Transcriptomic analysis demonstrated that myeloid sarcoma development involves profound changes in both malignant cells and their microenvironment, facilitating a transition from a liquid to a solid tumor state which is marked by clonal evolution and phenotypic changes that enable immune escape. We identified site-specific molecular evolution in myeloid sarcoma with upregulation of genes related to epithelial-mesenchymal transition, adhesion, and apical junctions (SNAI2, VCAN, EMP3, SNTB1). Spatial transcriptomics further revealed extensive tissue remodeling in response to myeloid sarcoma, characterized by increased fibroblasts and vascular cells, indicating adaptation to a solid tumor environment. Additionally, we observed alterations in the BM immune microenvironment, including a depletion of cytotoxic CD8⁺ T cells and an increase in T regulatory cells in myeloid sarcoma, as well as upregulation of HLA-II genes in malignant cells (B2M, HLA-DMA/DMB/DRA/DOB), suggesting aberrant regulation of the immune response in the extramedullary site.

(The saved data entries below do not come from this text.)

use indexmap::IndexMap;
use tracing::trace;
use trellis_core::alloc::HashMap;
use trellis_core::geometry::{Axis, Rect};
use trellis_core::host::{ElementId, Host};
use trellis_core::profiling::{profile_function, profile_scope};

use super::distribute::{Bounds, assign_spans, distribute};
use super::floor::FloorTable;
use super::{Layout, SplitterArea, SplitterTarget, entries};
use crate::config::PlaceConfig;
use crate::division::{Division, DivisionId, DivisionKind};
use crate::field::Field;
use crate::number::Number;
use crate::tree::DivisionTree;

/// How one displayed slot of a row is sized.
#[derive(Debug, Clone, Copy)]
enum Sizing {
    Fixed(f64),
    Percent(f64),
    Adjustable(Bounds),
    Splitter(f64),
}

/// Top-down placement pass.
pub struct Collocator<'a> {
    pub tree: &'a DivisionTree,
    pub fields: &'a IndexMap<String, Field>,
    /// Docked pane instances keyed by their pane division.
    pub panes: &'a HashMap<DivisionId, Vec<ElementId>>,
    pub config: &'a PlaceConfig,
    pub floors: &'a FloorTable,
    pub host: &'a mut dyn Host,
    /// A splitter held at a pointer-driven rectangle while it is dragged.
    pub pinned: Option<(DivisionId, Rect<i32>)>,
    pub(super) layout: Layout,
}

impl<'a> Collocator<'a> {
    pub fn new(
        tree: &'a DivisionTree,
        fields: &'a IndexMap<String, Field>,
        panes: &'a HashMap<DivisionId, Vec<ElementId>>,
        config: &'a PlaceConfig,
        floors: &'a FloorTable,
        host: &'a mut dyn Host,
    ) -> Self {
        Self {
            tree,
            fields,
            panes,
            config,
            floors,
            host,
            pinned: None,
            layout: Layout::default(),
        }
    }

    pub fn with_pinned(mut self, pinned: Option<(DivisionId, Rect<i32>)>) -> Self {
        self.pinned = pinned;
        self
    }

    /// Lay out the whole tree inside `area`.
    pub fn run(mut self, area: Rect<i32>) -> Layout {
        profile_function!();
        if let Some(root) = self.tree.root() {
            self.collocate(root, area, true);
        }
        self.layout
    }

    pub(super) fn collocate(&mut self, id: DivisionId, area: Rect<i32>, visible: bool) {
        let tree = self.tree;
        let Some(division) = tree.get(id) else {
            return;
        };
        self.layout.areas.insert(id, area);
        let shown = visible && division.display && division.visible;
        let inner = division.margin.area(area);
        trace!(division = ?division.name(), ?area, shown, "collocate");

        self.lay_out(id, division, &division.kind, inner, shown);
    }

    fn lay_out(
        &mut self,
        id: DivisionId,
        division: &Division,
        kind: &DivisionKind,
        inner: Rect<i32>,
        shown: bool,
    ) {
        match kind {
            DivisionKind::Arrange(axis) => {
                self.arrange(id, division, inner, *axis, shown);
                self.place_field(id, division, inner, shown);
            }
            DivisionKind::Switchable => {
                self.switchable(id, inner, shown);
                self.place_field(id, division, inner, shown);
            }
            DivisionKind::Grid {
                columns,
                rows,
                collapses,
            } => self.grid(id, division, inner, (*columns, *rows), collapses, shown),
            DivisionKind::Dock => self.dock(id, division, inner, shown),
            DivisionKind::DockPane(content) => {
                let panes = self.panes;
                if let Some(instances) = panes.get(&id) {
                    for element in instances {
                        self.place(*element, inner, shown);
                    }
                }
                self.lay_out(id, division, content, inner, shown);
            }
            DivisionKind::Splitter => {}
        }
    }

    /// Collocate a division that takes no room: a zero rectangle, hidden.
    pub(super) fn collapse(&mut self, id: DivisionId) {
        self.collocate(id, Rect::ZERO, false);
    }

    pub(super) fn place(&mut self, element: ElementId, area: Rect<i32>, shown: bool) {
        self.host.move_element(element, area);
        self.host.show_element(element, shown);
    }

    fn sizing(&self, child: &Division, id: DivisionId, axis: Axis, length: i32) -> Sizing {
        let floor = self.floors.along(id, axis);
        match child.weight {
            Number::Percent(p) => Sizing::Percent((length as f64 * p).max(floor)),
            w if w.is_fixed() => Sizing::Fixed(w.real().max(floor)),
            _ if child.fit.along(axis) && self.floors.fit_extents(id).is_some() => {
                Sizing::Fixed(floor)
            }
            _ => {
                let min = child.min_px.resolve(length).unwrap_or(0.0).max(floor);
                let max = child.max_px.resolve(length).unwrap_or(f64::INFINITY);
                Sizing::Adjustable(Bounds::new(min, max))
            }
        }
    }

    fn arrange(
        &mut self,
        id: DivisionId,
        division: &Division,
        inner: Rect<i32>,
        axis: Axis,
        shown: bool,
    ) {
        profile_scope!("arrange");
        let tree = self.tree;
        let length = inner.length(axis);
        let entries = entries(tree, id);

        let sizing: Vec<Sizing> = entries
            .iter()
            .map(|entry| {
                if entry.splitter {
                    return Sizing::Splitter(self.config.splitter_thickness as f64);
                }
                match tree.get(entry.id) {
                    Some(child) => self.sizing(child, entry.id, axis, length),
                    None => Sizing::Fixed(0.0),
                }
            })
            .collect();

        let gaps: Vec<f64> = (0..entries.len().saturating_sub(1))
            .map(|i| division.gap.at(i).get_value(length).max(0.0))
            .collect();

        let fixed_total: f64 = sizing
            .iter()
            .map(|s| match *s {
                Sizing::Fixed(v) | Sizing::Percent(v) | Sizing::Splitter(v) => v,
                Sizing::Adjustable(_) => 0.0,
            })
            .sum::<f64>()
            + gaps.iter().sum::<f64>();

        let bounds: Vec<Bounds> = sizing
            .iter()
            .filter_map(|s| match s {
                Sizing::Adjustable(bounds) => Some(*bounds),
                _ => None,
            })
            .collect();
        let mut shares = distribute(length as f64 - fixed_total, &bounds).into_iter();

        let sizes: Vec<f64> = sizing
            .iter()
            .map(|s| match *s {
                Sizing::Fixed(v) | Sizing::Percent(v) | Sizing::Splitter(v) => v,
                Sizing::Adjustable(bounds) => bounds.clamp(shares.next().unwrap_or(0.0)),
            })
            .collect();

        let start = inner.start(axis);
        let mut spans = assign_spans(start, &sizes, &gaps);

        // When the row fills the container, the last non-fixed slot absorbs
        // any rounding residue so the row ends on the far edge.
        let total: f64 = sizes.iter().sum::<f64>() + gaps.iter().sum::<f64>();
        let flexible = sizing
            .iter()
            .rposition(|s| matches!(s, Sizing::Adjustable(_) | Sizing::Percent(_)));
        if let (Some(last), Some(&(begin, len))) = (flexible, spans.last())
            && (total - length as f64).abs() < 1.0
        {
            let residual = start + length - (begin + len);
            if residual != 0 {
                spans[last].1 = (spans[last].1 + residual).max(0);
                for span in spans.iter_mut().skip(last + 1) {
                    span.0 += residual;
                }
            }
        }

        let mut placed: HashMap<DivisionId, Rect<i32>> = HashMap::new();
        for (entry, (begin, len)) in entries.iter().zip(spans) {
            placed.insert(entry.id, inner.with_span(axis, begin, len));
        }

        // Leaves first, splitters after their neighbors have final areas.
        let children = tree.children(id);
        for child in children {
            let is_splitter = tree.get(*child).is_some_and(Division::is_splitter);
            if is_splitter {
                continue;
            }
            match placed.get(child) {
                Some(area) => self.collocate(*child, *area, shown),
                None => self.collapse(*child),
            }
        }
        for child in children {
            let is_splitter = tree.get(*child).is_some_and(Division::is_splitter);
            if !is_splitter {
                continue;
            }
            let area = match (self.pinned, placed.get(child)) {
                (Some((pinned, area)), Some(_)) if pinned == *child => area,
                (_, Some(area)) => *area,
                (_, None) => {
                    self.collapse(*child);
                    continue;
                }
            };
            self.layout.areas.insert(*child, area);
            if shown {
                self.layout.splitters.push(SplitterArea {
                    target: SplitterTarget::Splitter(*child),
                    area,
                    axis,
                });
            }
        }
    }

    /// The first displayed child gets the whole area; the rest collapse.
    fn switchable(&mut self, id: DivisionId, inner: Rect<i32>, shown: bool) {
        let tree = self.tree;
        let active = tree
            .children(id)
            .iter()
            .copied()
            .find(|c| tree.get(*c).is_some_and(|d| d.display));
        for child in tree.children(id) {
            if Some(*child) == active {
                self.collocate(*child, inner, shown);
            } else {
                self.collapse(*child);
            }
        }
    }

    /// Place the division's own field: elements along the axis, fastened
    /// elements over the whole area.
    pub(super) fn place_field(
        &mut self,
        id: DivisionId,
        division: &Division,
        inner: Rect<i32>,
        shown: bool,
    ) {
        let fields = self.fields;
        let Some(field) = division.name().and_then(|name| fields.get(name)) else {
            return;
        };
        let axis = division.kind.axis();
        let length = inner.length(axis);
        let elements = field.elements();

        let floors = self.floors;
        let fitted = floors
            .fit_extents(id)
            .filter(|extents| !division.fit.is_empty() && extents.len() == elements.len());

        let gaps: Vec<f64> = (0..elements.len().saturating_sub(1))
            .map(|i| division.gap.at(i).get_value(length).max(0.0))
            .collect();

        if let Some(extents) = fitted {
            let sizes: Vec<f64> = extents
                .iter()
                .map(|e| match axis {
                    Axis::Horizontal => e.width as f64,
                    Axis::Vertical => e.height as f64,
                })
                .collect();
            let spans = assign_spans(inner.start(axis), &sizes, &gaps);
            let cross_axis = axis.cross();
            let cross_length = inner.length(cross_axis);
            for ((element, extent), (begin, len)) in elements.iter().zip(extents).zip(spans) {
                let cross = match cross_axis {
                    Axis::Horizontal => extent.width as i32,
                    Axis::Vertical => extent.height as i32,
                }
                .min(cross_length);
                let cross_start = inner.start(cross_axis) + (cross_length - cross) / 2;
                let area = inner
                    .with_span(axis, begin, len)
                    .with_span(cross_axis, cross_start, cross);
                self.place(*element, area, shown);
            }
        } else {
            let requested: Vec<Number> = (0..elements.len())
                .map(|i| division.arrange.at(i))
                .collect();
            let fixed: f64 = requested
                .iter()
                .filter(|n| !n.is_none())
                .map(|n| n.get_value(length).max(0.0))
                .sum::<f64>()
                + gaps.iter().sum::<f64>();
            let adjustable = requested.iter().filter(|n| n.is_none()).count();
            let share = if adjustable > 0 {
                ((length as f64 - fixed) / adjustable as f64).max(0.0)
            } else {
                0.0
            };
            let sizes: Vec<f64> = requested
                .iter()
                .map(|n| match n {
                    Number::None => share,
                    n => n.get_value(length).max(0.0),
                })
                .collect();
            let spans = assign_spans(inner.start(axis), &sizes, &gaps);
            for (element, (begin, len)) in elements.iter().zip(spans) {
                self.place(*element, inner.with_span(axis, begin, len), shown);
            }
        }

        for element in field.fastened() {
            self.place(*element, inner, shown);
        }
    }
}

To investigate the role of RAS activation in myeloid sarcoma, we lentivirally transduced human CD34⁺ cord blood cells to express myeloid driver mutations SRSF2^P95H, ASXL1^del1900-1922 and a doxycycline (Dox)-induced NRAS^G12D and transplanted them into NSGS mice. Dox-treated mice developed extramedullary tumors in the spleen, liver and lungs, with a latency of 5-6 weeks. However, withdrawal of Dox one week post-transplantation prevented extramedullary tumor development. To explore therapeutic targeting of RAS signaling, we used a Tet2^-/-/Nras^G12D bone marrow transplant model in Rag2^-/-Il2rg^-/- mice, treating them with the pan-RAS inhibitor RMC-7977 starting 5 days after transplant. While vehicle-treated mice developed extramedullary tumors and succumbed within 3 weeks, RMC-7977-treated mice had significantly reduced extramedullary tumor burden and extended overall survival. In summary, our findings underscore the critical role of RAS pathway activation in myeloid sarcoma development and demonstrate that targeting RAS signaling could be a promising therapeutic strategy for affected patients.